Since his student life, Sumeer has shown his diverse talents but a major benchmark of his career came with his role in the current production of Bombay Dreams in which he plays Dolly, the head of eunuchs. “Before the play, I couldn’t even speak English properly but I ended up getting five rounds of applause just for my performance in the first ticketed show,” he said proudly.
Sumeer was surprised to qualify for a play based on Bollywood with several dance numbers. When he came for his audition, Shah Sharabeel, the play’s director, liked his acting but wanted him to dance.
“I asked him to play ‘Mauja hi Mauja’ but he thought it was a very masculine track,” Sumeer recalled. “In the end, I had to dance to ‘Choli ke Peechay Kia Hai’ to convince them that I could act like a eunuch.”
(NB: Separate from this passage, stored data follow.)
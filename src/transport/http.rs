//! HTTP transport over ureq
//!
//! ureq is blocking, so each request runs on the tokio blocking pool.

use crate::config::schema::ClientConfig;
use crate::error::{RestifyError, RestifyResult};
use crate::response::Response;
use crate::transport::{Method, Transport};
use async_trait::async_trait;
use serde_json::{json, Map, Value};
use std::time::Duration;
use tracing::debug;

/// JSON-over-HTTP transport
#[derive(Clone)]
pub struct HttpTransport {
    agent: ureq::Agent,
    user_agent: String,
    timeout_secs: u64,
}

impl HttpTransport {
    pub fn new(config: &ClientConfig) -> Self {
        let agent: ureq::Agent = ureq::Agent::config_builder()
            .timeout_global(Some(Duration::from_secs(config.timeout_secs)))
            .build()
            .into();

        Self {
            agent,
            user_agent: config.user_agent.clone(),
            timeout_secs: config.timeout_secs,
        }
    }

    fn send_blocking(
        agent: &ureq::Agent,
        user_agent: &str,
        method: Method,
        url: &str,
        body: Option<String>,
    ) -> Result<ureq::http::Response<ureq::Body>, ureq::Error> {
        match method {
            Method::Get => agent
                .get(url)
                .header("accept", "application/json")
                .header("user-agent", user_agent)
                .call(),
            Method::Delete => agent
                .delete(url)
                .header("accept", "application/json")
                .header("user-agent", user_agent)
                .call(),
            Method::Post => agent
                .post(url)
                .header("accept", "application/json")
                .header("content-type", "application/json")
                .header("user-agent", user_agent)
                .send(body.unwrap_or_default()),
            Method::Put => agent
                .put(url)
                .header("accept", "application/json")
                .header("content-type", "application/json")
                .header("user-agent", user_agent)
                .send(body.unwrap_or_default()),
        }
    }

    fn envelope(
        &self,
        method: Method,
        url: &str,
        mut response: ureq::http::Response<ureq::Body>,
    ) -> RestifyResult<Response> {
        let status = response.status().as_u16();

        let mut headers = Map::new();
        for (name, value) in response.headers() {
            if let Ok(value) = value.to_str() {
                headers.insert(name.as_str().to_string(), Value::String(value.to_string()));
            }
        }

        let body = response
            .body_mut()
            .read_to_string()
            .map_err(|e| RestifyError::Decode {
                url: url.to_string(),
                reason: e.to_string(),
            })?;

        Ok(Response::new(parse_body(&body))
            .with_field("status", json!(status))
            .with_field("headers", Value::Object(headers))
            .with_field("request", json!({"method": method.as_str(), "url": url}))
            .with_field("config", json!({"timeout_secs": self.timeout_secs})))
    }
}

#[async_trait]
impl Transport for HttpTransport {
    async fn request(
        &self,
        method: Method,
        url: &str,
        payload: Option<&Value>,
    ) -> RestifyResult<Response> {
        let body = match payload {
            Some(value) if method.has_body() => Some(serde_json::to_string(value)?),
            _ => None,
        };

        debug!("{} {}", method, url);

        let agent = self.agent.clone();
        let user_agent = self.user_agent.clone();
        let target = url.to_string();
        let result = tokio::task::spawn_blocking(move || {
            Self::send_blocking(&agent, &user_agent, method, &target, body)
        })
        .await
        .map_err(|e| RestifyError::Internal(format!("transport task failed: {}", e)))?;

        match result {
            Ok(response) => self.envelope(method, url, response),
            Err(ureq::Error::StatusCode(status)) => Err(RestifyError::Http {
                status,
                url: url.to_string(),
            }),
            Err(e) => Err(RestifyError::Connection {
                url: url.to_string(),
                reason: e.to_string(),
            }),
        }
    }
}

/// JSON bodies parse as JSON, empty bodies as `null`, anything else as a string
fn parse_body(body: &str) -> Value {
    if body.trim().is_empty() {
        return Value::Null;
    }
    serde_json::from_str(body).unwrap_or_else(|_| Value::String(body.to_string()))
}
For the Karachi audience, Dolly was a memorable character but for Sumeer the role is unforgettable because his brother came to see him. “Dolly from Bombay Dreams was quite a difficult character and the appreciation I received made me realise that if you are dedicated to your craft, you can easily earn a living out of it.”
Published in The Express Tribune, February 3rd, 2011.